The 40-year-old narcotrafficker was allegedly in charge of financing the transport of drugs bound for Central America and the United States for a criminal group linked to the Clan del Golfo, which operates along Colombia’s Caribbean coast. According to the CGFM, alias Amarillo had been financing the shipment of cocaine hydrochloride from Turbo, Antioquia, in speedboats that set sail every month with some 3 tons of drugs. He also moved the proceeds of his illicit activities, which he then invested in properties, remaining hidden and evading the authorities, the CGFM said.
“We began tracking the subject alias Amarillo with the opening of a court case in 2013, where we established his connection with an organized crime group in the Urabá Gulf,” Colombian Navy Rear Admiral Hernando Mattos Dager, commander of the Caribbean Naval Force, told Diálogo. “In 2021, we dismantled a narcotrafficking group, capturing 27 people, including eight with extradition orders, and it ended in 2022 with the capture of alias Amarillo.”
After arduous intelligence work, the Colombian Navy launched the operation with the support of the Colombian Attorney General’s Office and the U.S. Drug Enforcement Administration (DEA), resulting in the first capture by the Navy of a so-called “invisible narcotrafficker,” that is a little known person, with a low profile to finance illicit activities.
“The term ‘invisible’ is used for those narcotraffickers who use the different organized armed groups to protect their shipments, but do not link themselves within their organizations so that there is no record of their presence; in other words, they take it upon themselves to commit crimes under other names so that they are not prosecuted,” Rear Adm.
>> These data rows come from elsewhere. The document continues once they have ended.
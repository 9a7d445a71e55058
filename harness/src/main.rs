//! Mock verification harness for the assistant tool surface.
//!
//! Simulates every tool with fabricated responses; no network, no real
//! service. Phases run strictly sequentially; each case gets a bounded
//! retry budget with linear backoff; the run ends with two report
//! artifacts (machine JSON and a human-readable summary).

use std::time::Duration;

use chrono::{DateTime, Utc};
use clap::Parser;
use futures::future::{BoxFuture, join_all};
use serde::Serialize;
use serde_json::{Map, Value, json};
use tracing_subscriber::EnvFilter;

use magicapi_core::error::codes;
use magicapi_mcp_runtime::{ToolError, ToolId};

/// Attempts per case: one initial try plus two retries.
const RETRY_BUDGET: u32 = 3;
/// Independent dispatches issued together in the concurrent phase.
const CONCURRENT_CALLS: usize = 4;
/// Simulated service latency for proxy tools.
const MOCK_LATENCY: Duration = Duration::from_millis(5);

#[derive(Parser)]
#[command(
    name = "magicapi-harness",
    version,
    about = "Simulated tool-surface verification with fabricated responses"
)]
struct Cli {
    /// Backoff unit in milliseconds; retry k waits (k-1) × unit
    #[arg(long, default_value_t = 200)]
    backoff_ms: u64,

    /// Machine-readable report path
    #[arg(long, default_value = "harness-report.json")]
    report_json: String,

    /// Human-readable summary path
    #[arg(long, default_value = "harness-report.txt")]
    report_text: String,
}

#[tokio::main]
async fn main() {
    let cli = Cli::parse();
    tracing_subscriber::fmt()
        .with_env_filter(EnvFilter::try_from_default_env().unwrap_or_else(|_| EnvFilter::new("info")))
        .with_writer(std::io::stderr)
        .init();

    let backoff_unit = Duration::from_millis(cli.backoff_ms);
    let report = run_all_phases(&MockDispatcher, backoff_unit).await;

    let json_artifact = serde_json::to_string_pretty(&report.to_json()).unwrap_or_default();
    let text_artifact = report.render_text();
    if let Err(err) = std::fs::write(&cli.report_json, &json_artifact) {
        tracing::error!(path = %cli.report_json, %err, "failed to write JSON report");
    }
    if let Err(err) = std::fs::write(&cli.report_text, &text_artifact) {
        tracing::error!(path = %cli.report_text, %err, "failed to write text report");
    }
    println!("{text_artifact}");

    std::process::exit(if report.summary.failed == 0 { 0 } else { 1 });
}

// ---- mock dispatcher ----

/// Stands in for the real tool surface. Responses are fabricated but keep
/// the declared result shapes; unknown names are rejected the same way the
/// runtime rejects them.
struct MockDispatcher;

impl MockDispatcher {
    async fn dispatch(&self, name: &str, args: &Map<String, Value>) -> Result<Value, ToolError> {
        let Some(tool) = ToolId::from_name(name) else {
            return Err(ToolError::new(
                codes::NOT_IMPLEMENTED,
                format!("Unknown tool '{name}'"),
            ));
        };
        match tool {
            ToolId::Syntax => {
                let topic = required_string_arg(args, "topic")?;
                if topic != "db" && topic != "basic" {
                    return Err(ToolError::new(
                        codes::NOT_FOUND,
                        format!("No syntax topic named '{topic}'"),
                    ));
                }
                Ok(json!({
                    "topic": topic,
                    "title": "mock topic",
                    "summary": "fabricated syntax entry",
                    "sections": {
                        "parameter_placeholders": "bind values with #{ }, never ${ }"
                    },
                    "doc": "mock.md",
                }))
            }
            ToolId::Examples => {
                let kind = required_string_arg(args, "kind")?;
                Ok(json!({
                    "kind": kind,
                    "examples": [
                        { "kind": kind, "title": "mock example", "code": "return 1;", "notes": "" }
                    ],
                }))
            }
            ToolId::Docs => Ok(json!({
                "index": [ { "id": "language", "title": "mock docs", "topics": ["basic"] } ],
                "summary": "fabricated documentation overview",
            })),
            ToolId::BestPractices => Ok(json!({ "items": ["mock practice"] })),
            ToolId::Pitfalls => Ok(json!({ "items": ["mock pitfall"] })),
            ToolId::Workflow => {
                let task = required_string_arg(args, "task")?;
                let mut payload = json!({
                    "task": task,
                    "description": "fabricated workflow",
                    "steps": ["step one", "step two"],
                });
                if args.get("with_commands").and_then(Value::as_bool) == Some(true) {
                    payload["commands"] = json!(["magicapi_call {}"]);
                }
                Ok(payload)
            }
            ToolId::ResourceTree => {
                self.simulate_round_trip().await;
                let format = args
                    .get("format")
                    .and_then(Value::as_str)
                    .unwrap_or("tree")
                    .to_string();
                let kind = args
                    .get("kind")
                    .and_then(Value::as_str)
                    .unwrap_or("api")
                    .to_string();
                let mut payload = json!({
                    "format": format,
                    "kind": kind,
                    "filters_applied": { "search": Value::Null, "depth": Value::Null },
                });
                match format.as_str() {
                    "list" => payload["nodes"] = mock_rows(),
                    "csv" => payload["csv"] = json!(mock_csv()),
                    _ => payload["tree"] = json!({ "api": mock_tree_nodes() }),
                }
                Ok(payload)
            }
            ToolId::PathToId => {
                self.simulate_round_trip().await;
                let path = required_string_arg(args, "path")?;
                let matches = if path.contains("missing") {
                    json!([])
                } else {
                    json!([{ "id": "f1", "name": "create order", "method": "POST", "path": "/order/create", "score": 1.0 }])
                };
                Ok(json!({ "path": path, "matches": matches }))
            }
            ToolId::PathDetail => {
                self.simulate_round_trip().await;
                let path = required_string_arg(args, "path")?;
                Ok(json!({
                    "path": path,
                    "fuzzy": args.get("fuzzy").and_then(Value::as_bool).unwrap_or(false),
                    "results": [{
                        "meta": { "id": "f1", "name": "create order", "method": "POST", "path": "/order/create", "score": 1.0 },
                        "detail": { "id": "f1", "script": "return 1;" },
                    }],
                }))
            }
            ToolId::ApiDetail => {
                self.simulate_round_trip().await;
                let file_id = required_string_arg(args, "file_id")?;
                if file_id == "missing" {
                    return Err(ToolError::new(
                        codes::NOT_FOUND,
                        format!("No script file with id '{file_id}'"),
                    ));
                }
                Ok(json!({
                    "id": file_id,
                    "name": "create order",
                    "path": "/order/create",
                    "method": "POST",
                    "script": "return db.insert('insert into orders(id) values(#{body.id})');",
                    "meta_raw": { "id": file_id, "groupId": "g1" },
                }))
            }
            ToolId::Call => {
                self.simulate_round_trip().await;
                required_string_arg(args, "method")?;
                required_string_arg(args, "path")?;
                Ok(json!({
                    "status": 200,
                    "headers": { "content-type": "application/json" },
                    "body": { "ok": true },
                }))
            }
            ToolId::Meta => Ok(json!({
                "system_prompt": "mock assistant prompt",
                "environment": { "base_url": "http://127.0.0.1:10712", "auth_enabled": false },
            })),
        }
    }

    async fn simulate_round_trip(&self) {
        tokio::time::sleep(MOCK_LATENCY).await;
    }
}

fn mock_tree_nodes() -> Value {
    json!([{
        "id": "g1",
        "name": "order",
        "path": "/order",
        "children": [
            { "id": "f1", "name": "create order", "method": "POST", "path": "/order/create" }
        ]
    }])
}

fn mock_rows() -> Value {
    json!([
        { "id": "g1", "name": "order", "method": "", "path": "/order", "kind": "api", "depth": 1 },
        { "id": "f1", "name": "create order", "method": "POST", "path": "/order/create", "kind": "api", "depth": 2 }
    ])
}

fn mock_csv() -> String {
    "id,name,method,path,kind\ng1,order,,/order,api\nf1,create order,POST,/order/create,api".to_string()
}

fn required_string_arg(args: &Map<String, Value>, key: &str) -> Result<String, ToolError> {
    match args.get(key) {
        Some(Value::String(value)) if !value.trim().is_empty() => Ok(value.clone()),
        Some(_) => Err(ToolError::new(
            codes::VALIDATION_ERROR,
            format!("'{key}' must be a non-empty string"),
        )),
        None => Err(ToolError::new(
            codes::VALIDATION_ERROR,
            format!("Missing required field '{key}'"),
        )),
    }
}

// ---- case engine ----

type CaseFn = Box<dyn for<'a> Fn(&'a MockDispatcher) -> BoxFuture<'a, Result<(), String>> + Send + Sync>;

struct TestCase {
    name: &'static str,
    run: CaseFn,
}

struct Phase {
    name: &'static str,
    cases: Vec<TestCase>,
}

#[derive(Clone, Debug, Serialize)]
struct CaseReport {
    name: String,
    passed: bool,
    attempts: u32,
    #[serde(skip_serializing_if = "Option::is_none")]
    error: Option<String>,
}

#[derive(Clone, Copy, Debug, Default, Serialize)]
struct Summary {
    total: u32,
    passed: u32,
    failed: u32,
}

impl Summary {
    fn absorb(&mut self, case: &CaseReport) {
        self.total += 1;
        if case.passed {
            self.passed += 1;
        } else {
            self.failed += 1;
        }
    }

    fn merge(&mut self, other: Summary) {
        self.total += other.total;
        self.passed += other.passed;
        self.failed += other.failed;
    }
}

struct PhaseReport {
    name: String,
    tests: Vec<CaseReport>,
    summary: Summary,
}

struct TestReport {
    start_time: DateTime<Utc>,
    end_time: DateTime<Utc>,
    phases: Vec<PhaseReport>,
    summary: Summary,
}

impl TestReport {
    fn to_json(&self) -> Value {
        let mut phases = Map::new();
        for phase in &self.phases {
            phases.insert(
                phase.name.clone(),
                json!({ "tests": phase.tests, "summary": phase.summary }),
            );
        }
        json!({
            "start_time": self.start_time.to_rfc3339(),
            "end_time": self.end_time.to_rfc3339(),
            "phases": phases,
            "summary": self.summary,
        })
    }

    fn render_text(&self) -> String {
        let mut text = format!(
            "Magic-API assistant harness {} .. {}\n",
            self.start_time.to_rfc3339(),
            self.end_time.to_rfc3339()
        );
        for phase in &self.phases {
            text.push_str(&format!(
                "phase {}: {}/{} passed\n",
                phase.name, phase.summary.passed, phase.summary.total
            ));
            for case in &phase.tests {
                if !case.passed {
                    let error = case.error.as_deref().unwrap_or("unknown error");
                    text.push_str(&format!(
                        "  FAILED {} after {} attempts: {}\n",
                        case.name, case.attempts, error
                    ));
                }
            }
        }
        text.push_str(&format!(
            "total: {} passed, {} failed\n",
            self.summary.passed, self.summary.failed
        ));
        text
    }
}

/// Wait before attempt `next_attempt` (2-based): linear in the attempt index.
fn backoff_delay(next_attempt: u32, unit: Duration) -> Duration {
    unit * next_attempt.saturating_sub(1)
}
#[cfg(test)]
mod tests {
    use super::*;

    #[test]
    fn db_topic_requires_hash_placeholders() {
        let entry = syntax_entry("db").expect("db topic must exist");
        let placeholders = entry
            .sections
            .get("parameter_placeholders")
            .expect("db topic must document parameter placeholders");
        assert!(placeholders.contains("#{ }"));
        assert!(placeholders.contains("${ }"));
        assert!(placeholders.contains("MUST use the `#{ }`"));
    }

    #[test]
    fn unknown_topic_is_none_and_topics_are_listed() {
        assert!(syntax_entry("nope").is_none());
        let topics = syntax_topics();
        for expected in ["basic", "db", "http", "response", "module"] {
            assert!(topics.contains(&expected), "missing topic {expected}");
        }
    }

    #[test]
    fn examples_filter_by_kind_and_keyword() {
        let db_examples = examples("db", None);
        assert!(!db_examples.is_empty());
        assert!(db_examples.iter().all(|example| example.kind == "db"));

        let filtered = examples("db", Some("transaction"));
        assert_eq!(filtered.len(), 1);
        assert!(filtered[0].code.contains("db.transaction"));

        assert!(examples("db", Some("no-such-keyword")).is_empty());
        assert!(examples("unknown-kind", None).is_empty());
    }

    #[test]
    fn workflows_expose_commands_separately() {
        let workflow = workflow("debug_api").expect("debug_api workflow must exist");
        assert!(!workflow.steps.is_empty());
        assert!(!workflow.commands.is_empty());
        assert!(workflow_tasks().contains(&"create_api"));
    }

    #[test]
    fn doc_index_topics_resolve() {
        for section in docs_index() {
            for topic in section.topics {
                assert!(syntax_entry(topic).is_some(), "dangling topic {topic}");
            }
        }
    }
}
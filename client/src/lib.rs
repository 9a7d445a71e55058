mod console;
mod http;

pub use console::{ConsoleClient, ConsoleConnection, ConsoleEvent};
pub use http::{ApiResponse, ClientError, HttpClient, Session, CLIENT_ID_HEADER, TOKEN_HEADER};
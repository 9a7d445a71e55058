//! Console client for the service's WebSocket log channel.
//!
//! The console speaks a line protocol of `TYPE[,content]` messages. The
//! connection answers `PING` heartbeats inline and surfaces everything else
//! as [`ConsoleEvent`]s. There is no automatic reconnect loop: a closed
//! connection yields [`ConsoleEvent::Closed`] and callers reconnect
//! explicitly; [`ConsoleClient::connect_with_retry`] is the bounded helper
//! for callers that want one.

use std::time::Duration;

use futures::{SinkExt, StreamExt};
use tokio::net::TcpStream;
use tokio_tungstenite::tungstenite::Message;
use tokio_tungstenite::{MaybeTlsStream, WebSocketStream, connect_async};

use magicapi_core::settings::MagicApiSettings;

use crate::http::ClientError;

/// Placeholder login name when the service runs without authentication.
const ANONYMOUS_USER: &str = "unauthorization";

#[derive(Clone, Debug, PartialEq, Eq)]
pub enum ConsoleEvent {
    /// Single log line streamed from the service.
    Log(String),
    /// Batched log lines (JSON array payload).
    Logs(Vec<String>),
    LoginResponse(String),
    OnlineUsers(String),
    /// Message type this client does not interpret.
    Other { kind: String, content: String },
    /// The server closed the channel; reconnect is the caller's decision.
    Closed,
}

pub struct ConsoleClient {
    ws_url: String,
    username: Option<String>,
    client_id: String,
}

impl ConsoleClient {
    pub fn new(settings: &MagicApiSettings, client_id: impl Into<String>) -> Self {
        Self {
            ws_url: settings.ws_url.clone(),
            username: settings
                .auth_enabled
                .then(|| settings.username.clone()),
            client_id: client_id.into(),
        }
    }

    pub async fn connect(&self) -> Result<ConsoleConnection, ClientError> {
        let (stream, _) = connect_async(self.ws_url.as_str())
            .await
            .map_err(|e| ClientError::Network {
                url: self.ws_url.clone(),
                message: e.to_string(),
            })?;
        let mut connection = ConsoleConnection {
            stream,
            ws_url: self.ws_url.clone(),
        };
        connection
            .send_text(login_message(self.username.as_deref(), &self.client_id))
            .await?;
        tracing::debug!(url = %self.ws_url, client_id = %self.client_id, "console attached");
        Ok(connection)
    }

    /// Bounded reconnect for callers that opt in: up to `attempts` tries
    /// with linear backoff (`delay × attempt`) between them.
    pub async fn connect_with_retry(
        &self,
        attempts: u32,
        delay: Duration,
    ) -> Result<ConsoleConnection, ClientError> {
        let attempts = attempts.max(1);
        let mut last_error = None;
        for attempt in 1..=attempts {
            match self.connect().await {
                Ok(connection) => return Ok(connection),
                Err(error) => {
                    tracing::debug!(attempt, %error, "console connect failed");
                    last_error = Some(error);
                    if attempt < attempts {
                        tokio::time::sleep(delay * attempt).await;
                    }
                }
            }
        }
        Err(last_error.unwrap_or_else(|| ClientError::Network {
            url: self.ws_url.clone(),
            message: "console connect failed".to_string(),
        }))
    }
}

pub struct ConsoleConnection {
    stream: WebSocketStream<MaybeTlsStream<TcpStream>>,
    ws_url: String,
}

impl ConsoleConnection {
    /// Next console event. Heartbeats are answered here and never surfaced.
    pub async fn next_event(&mut self) -> Result<ConsoleEvent, ClientError> {
        loop {
            let Some(message) = self.stream.next().await else {
                return Ok(ConsoleEvent::Closed);
            };
            match message {
                Ok(Message::Text(text)) => match parse_console_message(&text) {
                    ParsedMessage::Ping => self.send_text("pong".to_string()).await?,
                    ParsedMessage::Event(event) => return Ok(event),
                },
                Ok(Message::Close(_)) => return Ok(ConsoleEvent::Closed),
                Ok(_) => {}
                Err(error) => {
                    return Err(ClientError::Network {
                        url: self.ws_url.clone(),
                        message: error.to_string(),
                    });
                }
            }
        }
    }

    pub async fn close(mut self) {
        let _ = self.stream.close(None).await;
    }

    async fn send_text(&mut self, text: String) -> Result<(), ClientError> {
        self.stream
            .send(Message::Text(text))
            .await
            .map_err(|e| ClientError::Network {
                url: self.ws_url.clone(),
                message: e.to_string(),
            })
    }
}

fn login_message(username: Option<&str>, client_id: &str) -> String {
    format!(
        "login,{},{}",
        username.unwrap_or(ANONYMOUS_USER),
        client_id
    )
}

enum ParsedMessage {
    Ping,
    Event(ConsoleEvent),
}

fn parse_console_message(raw: &str) -> ParsedMessage {
    let (kind, content) = raw.split_once(',').unwrap_or((raw, ""));
    match kind.to_ascii_uppercase().as_str() {
        "PING" => ParsedMessage::Ping,
        "LOG" => ParsedMessage::Event(ConsoleEvent::Log(content.to_string())),
        "LOGS" => {
            // Batched form carries a JSON array; fall back to one raw line.
            let lines = serde_json::from_str::<Vec<String>>(content)
                .unwrap_or_else(|_| vec![content.to_string()]);
            ParsedMessage::Event(ConsoleEvent::Logs(lines))
        }
        "LOGIN_RESPONSE" => ParsedMessage::Event(ConsoleEvent::LoginResponse(content.to_string())),
        "ONLINE_USERS" => ParsedMessage::Event(ConsoleEvent::OnlineUsers(content.to_string())),
        other => ParsedMessage::Event(ConsoleEvent::Other {
            kind: other.to_string(),
            content: content.to_string(),
        }),
    }
}

#[cfg(test)]
mod tests {
    use super::*;

    fn parsed_event(raw: &str) -> ConsoleEvent {
        match parse_console_message(raw) {
            ParsedMessage::Event(event) => event,
            ParsedMessage::Ping => panic!("unexpected ping for {raw}"),
        }
    }

    #[test]
    fn login_message_uses_anonymous_placeholder_without_auth() {
        assert_eq!(
            login_message(None, "client-1"),
            "login,unauthorization,client-1"
        );
        assert_eq!(login_message(Some("admin"), "client-1"), "login,admin,client-1");
    }

    #[test]
    fn log_messages_split_on_first_comma_only() {
        assert_eq!(
            parsed_event("LOG,select took 3ms, 2 rows"),
            ConsoleEvent::Log("select took 3ms, 2 rows".to_string())
        );
    }

    #[test]
    fn batched_logs_parse_json_array_with_fallback() {
        assert_eq!(
            parsed_event("LOGS,[\"a\",\"b\"]"),
            ConsoleEvent::Logs(vec!["a".to_string(), "b".to_string()])
        );
        assert_eq!(
            parsed_event("LOGS,not-json"),
            ConsoleEvent::Logs(vec!["not-json".to_string()])
        );
    }

    #[test]
    fn ping_is_answered_not_surfaced() {
        assert!(matches!(parse_console_message("PING"), ParsedMessage::Ping));
    }

    #[test]
    fn unknown_types_are_preserved() {
        assert_eq!(
            parsed_event("BREAKPOINT,file-1"),
            ConsoleEvent::Other {
                kind: "BREAKPOINT".to_string(),
                content: "file-1".to_string()
            }
        );
    }
}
Mattos said. “As he consolidated his hierarchy within the group, [alias Amarillo] distanced himself from its operational movements, carrying out all his moves and coordination through third parties.”
In this operation, the work of the DEA was fundamental to negotiate the extradition order with the U.S. government; it was also a constant support to facilitate the follow-up processes for the case, Rear Adm. Mattos said. Alias Amarillo used the services of the criminal subgroups Efrén Vargas Gutiérrez, Central de Turbo, and Gabriel Poveda Ramos, at the service of the Clan del Golfo, the officer added.
So far this year and up to November 23, the Caribbean Naval Force has captured 287 members of the Clan del Golfo. Among these, Rear Adm. Mattos highlighted the capture of six ringleaders.